Instructions for the task ::
The answer must consist of each line of the records below that contains the string "CauseRadioNetwork".

Exercise materials ::

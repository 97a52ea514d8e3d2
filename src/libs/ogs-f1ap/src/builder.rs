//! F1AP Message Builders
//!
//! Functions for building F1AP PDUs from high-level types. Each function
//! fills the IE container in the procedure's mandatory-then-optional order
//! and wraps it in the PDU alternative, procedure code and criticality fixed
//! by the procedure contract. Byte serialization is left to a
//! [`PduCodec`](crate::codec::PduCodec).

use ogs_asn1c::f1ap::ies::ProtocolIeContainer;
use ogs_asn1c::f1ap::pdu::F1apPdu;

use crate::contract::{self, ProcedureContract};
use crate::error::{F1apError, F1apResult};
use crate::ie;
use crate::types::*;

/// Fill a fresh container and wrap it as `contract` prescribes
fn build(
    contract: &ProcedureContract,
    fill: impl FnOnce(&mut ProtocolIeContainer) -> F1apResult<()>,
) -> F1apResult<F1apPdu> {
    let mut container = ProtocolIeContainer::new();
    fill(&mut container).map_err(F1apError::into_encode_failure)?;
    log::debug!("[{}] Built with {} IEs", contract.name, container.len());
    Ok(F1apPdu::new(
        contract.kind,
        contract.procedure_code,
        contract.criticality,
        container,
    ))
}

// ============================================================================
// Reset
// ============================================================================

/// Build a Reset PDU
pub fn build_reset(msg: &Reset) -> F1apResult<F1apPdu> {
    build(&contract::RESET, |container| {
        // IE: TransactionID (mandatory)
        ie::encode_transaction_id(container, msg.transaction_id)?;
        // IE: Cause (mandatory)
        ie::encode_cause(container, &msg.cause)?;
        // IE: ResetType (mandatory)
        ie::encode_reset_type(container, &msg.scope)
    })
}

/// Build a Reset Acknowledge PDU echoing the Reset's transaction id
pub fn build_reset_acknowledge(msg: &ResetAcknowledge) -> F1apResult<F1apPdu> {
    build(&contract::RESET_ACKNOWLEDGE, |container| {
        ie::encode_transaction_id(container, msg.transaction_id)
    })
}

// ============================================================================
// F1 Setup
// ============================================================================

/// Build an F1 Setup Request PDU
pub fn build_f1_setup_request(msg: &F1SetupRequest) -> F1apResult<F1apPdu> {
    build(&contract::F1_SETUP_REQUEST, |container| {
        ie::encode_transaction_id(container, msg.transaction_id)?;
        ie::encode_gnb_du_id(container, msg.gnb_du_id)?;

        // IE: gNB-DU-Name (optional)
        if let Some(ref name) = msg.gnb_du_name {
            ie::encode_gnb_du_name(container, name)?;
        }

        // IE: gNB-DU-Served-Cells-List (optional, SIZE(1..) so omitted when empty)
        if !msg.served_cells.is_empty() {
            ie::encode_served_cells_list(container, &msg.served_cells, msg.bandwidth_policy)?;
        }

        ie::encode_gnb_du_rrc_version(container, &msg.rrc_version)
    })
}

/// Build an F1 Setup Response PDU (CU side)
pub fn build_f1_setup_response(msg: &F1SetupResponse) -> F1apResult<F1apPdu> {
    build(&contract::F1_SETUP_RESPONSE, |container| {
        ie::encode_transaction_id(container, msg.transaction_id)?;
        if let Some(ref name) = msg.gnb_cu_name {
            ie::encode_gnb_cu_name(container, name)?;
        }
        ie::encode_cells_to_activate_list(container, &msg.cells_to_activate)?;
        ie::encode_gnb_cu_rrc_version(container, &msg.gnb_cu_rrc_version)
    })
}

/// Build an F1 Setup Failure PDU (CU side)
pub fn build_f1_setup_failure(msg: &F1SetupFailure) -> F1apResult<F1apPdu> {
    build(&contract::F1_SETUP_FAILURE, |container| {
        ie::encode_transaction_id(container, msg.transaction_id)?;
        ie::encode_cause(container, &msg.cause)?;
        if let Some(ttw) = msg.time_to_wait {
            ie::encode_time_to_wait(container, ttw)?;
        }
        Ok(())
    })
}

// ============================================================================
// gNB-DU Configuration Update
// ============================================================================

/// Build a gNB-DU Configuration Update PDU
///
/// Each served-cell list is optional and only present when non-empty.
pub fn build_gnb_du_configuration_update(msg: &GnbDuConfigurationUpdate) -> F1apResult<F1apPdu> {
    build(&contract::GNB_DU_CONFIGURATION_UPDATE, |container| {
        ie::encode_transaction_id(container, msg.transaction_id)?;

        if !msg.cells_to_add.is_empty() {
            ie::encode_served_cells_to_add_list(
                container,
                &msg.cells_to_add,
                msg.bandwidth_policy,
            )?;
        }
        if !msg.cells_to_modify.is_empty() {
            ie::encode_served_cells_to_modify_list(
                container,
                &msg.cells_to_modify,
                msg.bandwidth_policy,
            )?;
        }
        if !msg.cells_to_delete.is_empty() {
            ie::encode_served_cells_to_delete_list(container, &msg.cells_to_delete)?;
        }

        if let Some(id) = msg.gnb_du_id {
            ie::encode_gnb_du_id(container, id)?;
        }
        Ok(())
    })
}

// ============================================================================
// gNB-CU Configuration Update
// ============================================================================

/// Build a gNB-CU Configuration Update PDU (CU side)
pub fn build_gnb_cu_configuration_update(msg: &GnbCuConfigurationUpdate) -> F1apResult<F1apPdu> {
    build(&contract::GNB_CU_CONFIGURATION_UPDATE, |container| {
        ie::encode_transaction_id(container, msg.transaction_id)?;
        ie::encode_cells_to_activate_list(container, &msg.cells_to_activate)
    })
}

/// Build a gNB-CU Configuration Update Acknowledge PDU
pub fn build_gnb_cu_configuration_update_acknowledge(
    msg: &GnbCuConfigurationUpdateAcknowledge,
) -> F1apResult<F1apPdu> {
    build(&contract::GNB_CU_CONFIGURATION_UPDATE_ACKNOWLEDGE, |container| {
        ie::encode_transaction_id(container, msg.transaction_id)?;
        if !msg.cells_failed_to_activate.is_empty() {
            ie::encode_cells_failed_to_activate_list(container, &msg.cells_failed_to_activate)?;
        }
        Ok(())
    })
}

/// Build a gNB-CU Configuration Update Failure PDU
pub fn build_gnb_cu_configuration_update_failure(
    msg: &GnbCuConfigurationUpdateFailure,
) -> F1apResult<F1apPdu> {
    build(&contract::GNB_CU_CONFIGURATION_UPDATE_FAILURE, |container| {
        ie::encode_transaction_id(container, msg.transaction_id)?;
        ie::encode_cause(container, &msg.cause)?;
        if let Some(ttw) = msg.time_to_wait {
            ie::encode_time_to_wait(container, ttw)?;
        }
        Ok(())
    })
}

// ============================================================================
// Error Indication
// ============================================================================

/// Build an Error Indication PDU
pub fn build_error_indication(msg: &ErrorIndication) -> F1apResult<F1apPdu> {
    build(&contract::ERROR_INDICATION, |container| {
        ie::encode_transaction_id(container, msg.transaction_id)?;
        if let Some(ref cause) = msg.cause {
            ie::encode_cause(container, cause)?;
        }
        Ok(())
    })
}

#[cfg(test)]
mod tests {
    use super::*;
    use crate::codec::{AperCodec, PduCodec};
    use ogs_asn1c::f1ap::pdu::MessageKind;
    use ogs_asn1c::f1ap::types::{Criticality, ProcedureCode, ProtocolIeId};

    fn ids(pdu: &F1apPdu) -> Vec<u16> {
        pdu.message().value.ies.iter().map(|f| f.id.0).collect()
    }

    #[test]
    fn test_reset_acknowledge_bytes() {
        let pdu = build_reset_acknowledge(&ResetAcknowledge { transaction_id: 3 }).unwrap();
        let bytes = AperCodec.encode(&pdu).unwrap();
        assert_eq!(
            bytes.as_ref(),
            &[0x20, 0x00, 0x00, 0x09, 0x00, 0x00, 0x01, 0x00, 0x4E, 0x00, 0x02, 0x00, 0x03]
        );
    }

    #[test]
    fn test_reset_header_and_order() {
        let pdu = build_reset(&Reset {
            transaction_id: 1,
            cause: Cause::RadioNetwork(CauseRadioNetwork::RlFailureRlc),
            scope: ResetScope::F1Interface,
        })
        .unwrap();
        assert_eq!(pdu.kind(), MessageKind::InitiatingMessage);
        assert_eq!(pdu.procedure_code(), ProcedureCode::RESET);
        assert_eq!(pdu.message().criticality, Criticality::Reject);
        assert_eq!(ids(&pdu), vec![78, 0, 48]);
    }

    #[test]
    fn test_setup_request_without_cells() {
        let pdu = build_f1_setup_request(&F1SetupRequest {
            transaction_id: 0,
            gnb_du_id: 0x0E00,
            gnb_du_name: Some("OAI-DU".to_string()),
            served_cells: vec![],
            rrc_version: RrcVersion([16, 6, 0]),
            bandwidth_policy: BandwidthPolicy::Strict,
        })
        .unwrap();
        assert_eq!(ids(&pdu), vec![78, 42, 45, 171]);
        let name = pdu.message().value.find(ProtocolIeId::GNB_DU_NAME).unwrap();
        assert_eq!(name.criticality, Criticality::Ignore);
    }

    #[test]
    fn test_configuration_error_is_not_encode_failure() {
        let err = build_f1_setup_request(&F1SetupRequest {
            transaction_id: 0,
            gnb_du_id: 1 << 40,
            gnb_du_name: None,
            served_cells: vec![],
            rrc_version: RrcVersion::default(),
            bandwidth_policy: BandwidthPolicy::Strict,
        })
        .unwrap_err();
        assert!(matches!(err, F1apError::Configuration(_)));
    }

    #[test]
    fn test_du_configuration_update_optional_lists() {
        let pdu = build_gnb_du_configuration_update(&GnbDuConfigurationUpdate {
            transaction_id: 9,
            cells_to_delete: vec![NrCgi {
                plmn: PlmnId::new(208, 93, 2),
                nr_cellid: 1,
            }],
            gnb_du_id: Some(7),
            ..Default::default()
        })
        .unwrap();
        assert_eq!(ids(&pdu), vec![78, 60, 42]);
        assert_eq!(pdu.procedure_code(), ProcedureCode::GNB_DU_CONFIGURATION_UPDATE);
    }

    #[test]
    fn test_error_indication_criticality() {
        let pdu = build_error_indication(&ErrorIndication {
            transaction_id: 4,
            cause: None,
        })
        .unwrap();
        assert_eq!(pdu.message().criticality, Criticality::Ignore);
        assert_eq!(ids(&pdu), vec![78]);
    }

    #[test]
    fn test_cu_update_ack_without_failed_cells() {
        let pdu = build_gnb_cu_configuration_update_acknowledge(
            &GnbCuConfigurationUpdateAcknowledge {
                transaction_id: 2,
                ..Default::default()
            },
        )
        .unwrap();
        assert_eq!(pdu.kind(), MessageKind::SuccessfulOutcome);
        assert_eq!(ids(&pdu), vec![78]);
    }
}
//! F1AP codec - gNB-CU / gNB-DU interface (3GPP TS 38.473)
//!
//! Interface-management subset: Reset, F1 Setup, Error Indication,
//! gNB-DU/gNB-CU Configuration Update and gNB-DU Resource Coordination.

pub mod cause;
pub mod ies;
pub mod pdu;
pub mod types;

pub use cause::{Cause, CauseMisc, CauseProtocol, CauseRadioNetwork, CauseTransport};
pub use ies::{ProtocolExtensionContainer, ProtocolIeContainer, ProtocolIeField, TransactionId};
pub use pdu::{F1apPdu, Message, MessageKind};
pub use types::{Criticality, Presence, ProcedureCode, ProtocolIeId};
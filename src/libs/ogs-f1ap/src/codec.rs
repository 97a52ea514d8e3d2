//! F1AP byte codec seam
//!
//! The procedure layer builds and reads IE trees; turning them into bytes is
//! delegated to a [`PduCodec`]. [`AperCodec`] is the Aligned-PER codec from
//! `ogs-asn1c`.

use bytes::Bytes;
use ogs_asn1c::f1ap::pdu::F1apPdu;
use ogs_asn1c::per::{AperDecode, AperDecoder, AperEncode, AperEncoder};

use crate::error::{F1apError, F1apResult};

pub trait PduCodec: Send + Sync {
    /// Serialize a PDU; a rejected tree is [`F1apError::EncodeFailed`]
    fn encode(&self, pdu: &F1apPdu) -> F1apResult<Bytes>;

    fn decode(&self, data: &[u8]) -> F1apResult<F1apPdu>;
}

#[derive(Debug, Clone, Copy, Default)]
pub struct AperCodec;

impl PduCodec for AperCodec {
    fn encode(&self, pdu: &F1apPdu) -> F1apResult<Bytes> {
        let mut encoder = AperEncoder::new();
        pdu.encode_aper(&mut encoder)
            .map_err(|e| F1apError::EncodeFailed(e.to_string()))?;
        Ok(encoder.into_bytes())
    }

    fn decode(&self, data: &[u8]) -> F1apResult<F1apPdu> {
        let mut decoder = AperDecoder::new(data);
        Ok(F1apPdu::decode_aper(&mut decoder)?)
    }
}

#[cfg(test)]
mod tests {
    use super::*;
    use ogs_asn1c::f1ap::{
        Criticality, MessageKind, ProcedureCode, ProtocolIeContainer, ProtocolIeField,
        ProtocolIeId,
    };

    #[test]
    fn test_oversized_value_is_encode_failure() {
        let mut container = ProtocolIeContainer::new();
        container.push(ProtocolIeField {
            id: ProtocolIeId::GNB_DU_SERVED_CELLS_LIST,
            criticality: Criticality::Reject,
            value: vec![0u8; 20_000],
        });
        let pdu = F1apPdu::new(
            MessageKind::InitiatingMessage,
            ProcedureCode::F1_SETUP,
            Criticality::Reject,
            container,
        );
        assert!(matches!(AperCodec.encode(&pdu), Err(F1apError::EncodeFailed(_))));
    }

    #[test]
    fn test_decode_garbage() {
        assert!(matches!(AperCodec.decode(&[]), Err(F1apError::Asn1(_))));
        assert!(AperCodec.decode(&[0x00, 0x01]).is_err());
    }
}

==

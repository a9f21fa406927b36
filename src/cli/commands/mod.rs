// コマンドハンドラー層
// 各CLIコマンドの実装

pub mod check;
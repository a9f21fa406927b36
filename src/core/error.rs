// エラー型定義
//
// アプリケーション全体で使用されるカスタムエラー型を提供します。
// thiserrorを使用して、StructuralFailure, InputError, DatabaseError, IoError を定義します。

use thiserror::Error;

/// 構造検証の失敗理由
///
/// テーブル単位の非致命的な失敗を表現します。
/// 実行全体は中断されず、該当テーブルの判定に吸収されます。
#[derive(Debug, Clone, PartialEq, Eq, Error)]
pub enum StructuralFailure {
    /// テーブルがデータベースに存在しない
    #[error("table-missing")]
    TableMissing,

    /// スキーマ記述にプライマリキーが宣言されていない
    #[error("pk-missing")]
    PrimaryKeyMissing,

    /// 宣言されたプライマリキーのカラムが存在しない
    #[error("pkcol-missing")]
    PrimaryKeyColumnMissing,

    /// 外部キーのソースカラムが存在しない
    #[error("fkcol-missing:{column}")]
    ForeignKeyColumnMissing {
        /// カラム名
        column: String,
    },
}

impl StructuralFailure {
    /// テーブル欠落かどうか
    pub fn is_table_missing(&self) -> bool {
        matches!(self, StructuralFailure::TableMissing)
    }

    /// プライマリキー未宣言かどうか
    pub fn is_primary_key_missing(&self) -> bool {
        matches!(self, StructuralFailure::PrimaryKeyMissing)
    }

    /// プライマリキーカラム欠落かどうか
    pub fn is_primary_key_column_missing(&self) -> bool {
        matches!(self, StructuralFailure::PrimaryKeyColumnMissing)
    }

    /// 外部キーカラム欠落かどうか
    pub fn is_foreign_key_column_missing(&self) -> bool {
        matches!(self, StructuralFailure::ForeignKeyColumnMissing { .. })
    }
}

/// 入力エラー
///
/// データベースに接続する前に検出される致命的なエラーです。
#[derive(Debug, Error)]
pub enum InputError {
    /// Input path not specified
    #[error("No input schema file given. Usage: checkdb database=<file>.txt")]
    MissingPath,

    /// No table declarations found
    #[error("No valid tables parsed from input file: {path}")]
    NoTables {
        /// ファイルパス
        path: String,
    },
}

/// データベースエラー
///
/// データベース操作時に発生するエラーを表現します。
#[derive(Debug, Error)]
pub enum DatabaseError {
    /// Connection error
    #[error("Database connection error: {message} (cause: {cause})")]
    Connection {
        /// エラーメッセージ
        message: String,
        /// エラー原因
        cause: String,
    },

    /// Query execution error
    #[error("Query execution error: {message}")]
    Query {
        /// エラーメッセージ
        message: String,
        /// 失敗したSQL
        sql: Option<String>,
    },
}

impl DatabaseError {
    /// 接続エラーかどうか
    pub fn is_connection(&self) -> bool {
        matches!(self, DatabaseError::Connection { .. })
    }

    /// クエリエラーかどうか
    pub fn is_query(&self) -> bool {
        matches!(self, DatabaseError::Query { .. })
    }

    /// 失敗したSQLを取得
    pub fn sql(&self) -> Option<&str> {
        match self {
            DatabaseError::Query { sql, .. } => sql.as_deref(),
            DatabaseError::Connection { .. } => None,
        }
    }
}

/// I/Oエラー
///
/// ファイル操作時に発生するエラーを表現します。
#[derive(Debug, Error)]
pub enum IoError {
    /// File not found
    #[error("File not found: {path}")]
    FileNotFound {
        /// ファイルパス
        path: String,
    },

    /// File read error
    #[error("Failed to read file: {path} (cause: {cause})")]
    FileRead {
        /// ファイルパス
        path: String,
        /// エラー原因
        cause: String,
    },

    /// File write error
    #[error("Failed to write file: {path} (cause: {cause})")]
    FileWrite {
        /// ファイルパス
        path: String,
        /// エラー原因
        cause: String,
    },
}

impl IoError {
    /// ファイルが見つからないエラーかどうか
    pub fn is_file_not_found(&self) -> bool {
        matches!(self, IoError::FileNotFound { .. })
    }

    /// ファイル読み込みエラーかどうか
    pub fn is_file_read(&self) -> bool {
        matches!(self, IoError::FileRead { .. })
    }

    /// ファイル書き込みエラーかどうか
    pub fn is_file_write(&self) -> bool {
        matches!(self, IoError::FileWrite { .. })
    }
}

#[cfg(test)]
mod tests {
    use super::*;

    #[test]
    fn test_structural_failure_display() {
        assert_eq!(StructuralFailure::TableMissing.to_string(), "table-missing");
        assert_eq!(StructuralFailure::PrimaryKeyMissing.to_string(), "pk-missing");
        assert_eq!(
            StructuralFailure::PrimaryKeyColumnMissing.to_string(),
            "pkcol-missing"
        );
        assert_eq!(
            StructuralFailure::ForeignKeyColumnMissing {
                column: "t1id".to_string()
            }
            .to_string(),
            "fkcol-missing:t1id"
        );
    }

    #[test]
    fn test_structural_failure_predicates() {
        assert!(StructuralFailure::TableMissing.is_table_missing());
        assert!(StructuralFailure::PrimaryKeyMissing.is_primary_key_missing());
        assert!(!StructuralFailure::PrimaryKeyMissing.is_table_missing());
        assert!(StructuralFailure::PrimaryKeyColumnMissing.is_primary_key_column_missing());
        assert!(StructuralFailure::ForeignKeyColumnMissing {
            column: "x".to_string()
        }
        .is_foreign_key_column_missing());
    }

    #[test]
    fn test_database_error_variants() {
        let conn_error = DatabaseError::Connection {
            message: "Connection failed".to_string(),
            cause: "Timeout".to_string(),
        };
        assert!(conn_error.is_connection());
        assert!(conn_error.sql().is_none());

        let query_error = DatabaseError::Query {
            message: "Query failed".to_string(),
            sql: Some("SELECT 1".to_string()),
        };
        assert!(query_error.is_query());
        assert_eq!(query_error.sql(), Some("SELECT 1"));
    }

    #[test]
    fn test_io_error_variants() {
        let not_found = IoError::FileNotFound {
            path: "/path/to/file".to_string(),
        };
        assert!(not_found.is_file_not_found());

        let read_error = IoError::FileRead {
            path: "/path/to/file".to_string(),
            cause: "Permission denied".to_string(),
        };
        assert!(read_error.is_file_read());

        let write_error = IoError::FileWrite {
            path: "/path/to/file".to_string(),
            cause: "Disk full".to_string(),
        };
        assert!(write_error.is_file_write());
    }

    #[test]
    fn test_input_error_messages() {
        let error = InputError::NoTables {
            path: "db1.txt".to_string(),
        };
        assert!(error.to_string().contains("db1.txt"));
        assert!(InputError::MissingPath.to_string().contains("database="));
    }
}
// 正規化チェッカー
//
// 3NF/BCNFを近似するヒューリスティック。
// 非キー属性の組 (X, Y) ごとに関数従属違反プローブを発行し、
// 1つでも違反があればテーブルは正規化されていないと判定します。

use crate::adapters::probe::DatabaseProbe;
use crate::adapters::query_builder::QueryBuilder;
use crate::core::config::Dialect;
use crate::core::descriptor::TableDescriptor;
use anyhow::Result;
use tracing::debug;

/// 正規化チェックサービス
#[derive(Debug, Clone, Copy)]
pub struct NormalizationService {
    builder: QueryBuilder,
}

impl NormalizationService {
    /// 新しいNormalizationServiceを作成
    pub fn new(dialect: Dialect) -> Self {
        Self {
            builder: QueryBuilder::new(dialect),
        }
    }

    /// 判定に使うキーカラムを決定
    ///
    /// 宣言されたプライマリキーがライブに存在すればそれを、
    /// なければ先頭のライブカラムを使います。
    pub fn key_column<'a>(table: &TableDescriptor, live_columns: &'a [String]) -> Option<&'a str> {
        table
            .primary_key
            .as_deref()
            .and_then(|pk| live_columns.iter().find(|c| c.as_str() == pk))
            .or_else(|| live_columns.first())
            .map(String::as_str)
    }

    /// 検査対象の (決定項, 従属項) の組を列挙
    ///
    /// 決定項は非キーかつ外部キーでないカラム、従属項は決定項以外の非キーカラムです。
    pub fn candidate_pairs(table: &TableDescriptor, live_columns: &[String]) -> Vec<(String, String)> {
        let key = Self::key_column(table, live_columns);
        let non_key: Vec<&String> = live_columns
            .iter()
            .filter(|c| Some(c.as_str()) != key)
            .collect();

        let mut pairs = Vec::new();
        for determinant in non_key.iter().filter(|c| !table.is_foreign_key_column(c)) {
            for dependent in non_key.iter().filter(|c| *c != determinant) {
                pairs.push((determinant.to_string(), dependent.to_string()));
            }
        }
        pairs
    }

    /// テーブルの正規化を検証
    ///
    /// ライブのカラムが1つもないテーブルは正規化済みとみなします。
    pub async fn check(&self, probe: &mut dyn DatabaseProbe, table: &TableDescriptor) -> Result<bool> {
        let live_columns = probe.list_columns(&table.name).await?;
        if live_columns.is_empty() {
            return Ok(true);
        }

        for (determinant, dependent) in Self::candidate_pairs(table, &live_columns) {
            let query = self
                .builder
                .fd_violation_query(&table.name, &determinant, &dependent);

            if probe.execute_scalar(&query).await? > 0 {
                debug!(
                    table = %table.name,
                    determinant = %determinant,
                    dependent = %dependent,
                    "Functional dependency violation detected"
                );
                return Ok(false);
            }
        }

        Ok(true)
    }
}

==

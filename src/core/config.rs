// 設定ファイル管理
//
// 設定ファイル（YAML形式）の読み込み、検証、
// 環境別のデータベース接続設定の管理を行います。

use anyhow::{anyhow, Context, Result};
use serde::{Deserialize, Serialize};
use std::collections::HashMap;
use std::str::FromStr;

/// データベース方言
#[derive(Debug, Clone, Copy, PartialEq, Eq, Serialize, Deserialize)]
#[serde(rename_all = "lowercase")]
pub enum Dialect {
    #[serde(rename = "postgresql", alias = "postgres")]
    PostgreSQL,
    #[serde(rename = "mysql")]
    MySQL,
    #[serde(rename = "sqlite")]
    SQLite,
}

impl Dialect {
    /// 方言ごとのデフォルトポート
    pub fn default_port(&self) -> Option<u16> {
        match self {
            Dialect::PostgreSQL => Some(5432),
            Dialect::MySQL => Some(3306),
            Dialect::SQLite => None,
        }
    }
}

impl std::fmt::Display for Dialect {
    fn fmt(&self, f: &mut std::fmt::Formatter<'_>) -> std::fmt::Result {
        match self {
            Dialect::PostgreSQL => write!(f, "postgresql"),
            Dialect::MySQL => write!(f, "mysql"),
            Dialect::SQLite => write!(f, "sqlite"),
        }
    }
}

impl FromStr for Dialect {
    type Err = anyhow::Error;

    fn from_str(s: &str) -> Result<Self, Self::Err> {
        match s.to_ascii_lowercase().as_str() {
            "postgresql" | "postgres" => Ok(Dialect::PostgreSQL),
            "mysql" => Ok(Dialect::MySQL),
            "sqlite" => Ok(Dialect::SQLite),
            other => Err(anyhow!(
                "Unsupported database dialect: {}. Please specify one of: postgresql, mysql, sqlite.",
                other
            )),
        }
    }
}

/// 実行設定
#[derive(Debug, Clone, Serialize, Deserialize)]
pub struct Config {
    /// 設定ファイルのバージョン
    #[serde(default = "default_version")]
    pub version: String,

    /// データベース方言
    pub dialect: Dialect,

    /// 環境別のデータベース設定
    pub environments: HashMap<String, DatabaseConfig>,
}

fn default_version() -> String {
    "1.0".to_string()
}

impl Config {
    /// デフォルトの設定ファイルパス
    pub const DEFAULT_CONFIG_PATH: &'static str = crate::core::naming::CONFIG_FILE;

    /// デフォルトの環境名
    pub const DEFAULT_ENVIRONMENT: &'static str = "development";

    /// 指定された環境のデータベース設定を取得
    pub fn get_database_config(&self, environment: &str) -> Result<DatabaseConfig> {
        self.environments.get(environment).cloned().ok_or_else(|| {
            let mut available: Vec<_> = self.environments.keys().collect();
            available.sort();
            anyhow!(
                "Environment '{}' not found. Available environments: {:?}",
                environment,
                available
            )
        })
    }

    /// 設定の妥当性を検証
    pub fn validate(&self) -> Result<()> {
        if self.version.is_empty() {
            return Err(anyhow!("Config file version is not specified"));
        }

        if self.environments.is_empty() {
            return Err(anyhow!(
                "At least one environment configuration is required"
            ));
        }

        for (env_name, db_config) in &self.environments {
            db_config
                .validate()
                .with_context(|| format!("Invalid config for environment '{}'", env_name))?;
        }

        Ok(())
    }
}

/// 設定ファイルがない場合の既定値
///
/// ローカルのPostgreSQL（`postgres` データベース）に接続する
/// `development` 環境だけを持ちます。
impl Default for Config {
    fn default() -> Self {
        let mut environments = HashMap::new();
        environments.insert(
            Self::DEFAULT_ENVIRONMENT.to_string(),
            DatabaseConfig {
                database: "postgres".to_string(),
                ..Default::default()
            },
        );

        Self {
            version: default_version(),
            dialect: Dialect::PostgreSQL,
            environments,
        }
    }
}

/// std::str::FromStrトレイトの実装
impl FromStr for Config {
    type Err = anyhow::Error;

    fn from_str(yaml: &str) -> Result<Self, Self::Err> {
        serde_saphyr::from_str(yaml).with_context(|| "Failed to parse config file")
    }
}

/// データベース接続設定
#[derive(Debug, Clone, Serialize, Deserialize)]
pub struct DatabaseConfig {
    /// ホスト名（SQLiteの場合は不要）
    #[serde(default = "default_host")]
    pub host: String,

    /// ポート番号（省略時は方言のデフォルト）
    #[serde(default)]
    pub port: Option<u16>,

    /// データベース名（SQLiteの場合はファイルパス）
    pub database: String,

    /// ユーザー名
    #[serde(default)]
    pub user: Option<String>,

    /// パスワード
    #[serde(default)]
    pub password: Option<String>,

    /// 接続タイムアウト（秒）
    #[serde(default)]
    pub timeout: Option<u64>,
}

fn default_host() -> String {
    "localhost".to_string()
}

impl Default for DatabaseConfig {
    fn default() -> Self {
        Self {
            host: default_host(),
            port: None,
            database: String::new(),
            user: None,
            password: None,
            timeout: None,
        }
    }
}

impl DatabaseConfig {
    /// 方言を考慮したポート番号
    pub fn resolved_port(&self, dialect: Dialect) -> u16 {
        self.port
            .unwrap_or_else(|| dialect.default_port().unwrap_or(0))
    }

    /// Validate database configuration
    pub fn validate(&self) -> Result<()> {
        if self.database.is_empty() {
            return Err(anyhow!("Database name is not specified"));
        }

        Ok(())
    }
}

Task answer ::
            cause: Cause::RadioNetwork(CauseRadioNetwork::RlFailureRlc),
pub use cause::{Cause, CauseMisc, CauseProtocol, CauseRadioNetwork, CauseTransport};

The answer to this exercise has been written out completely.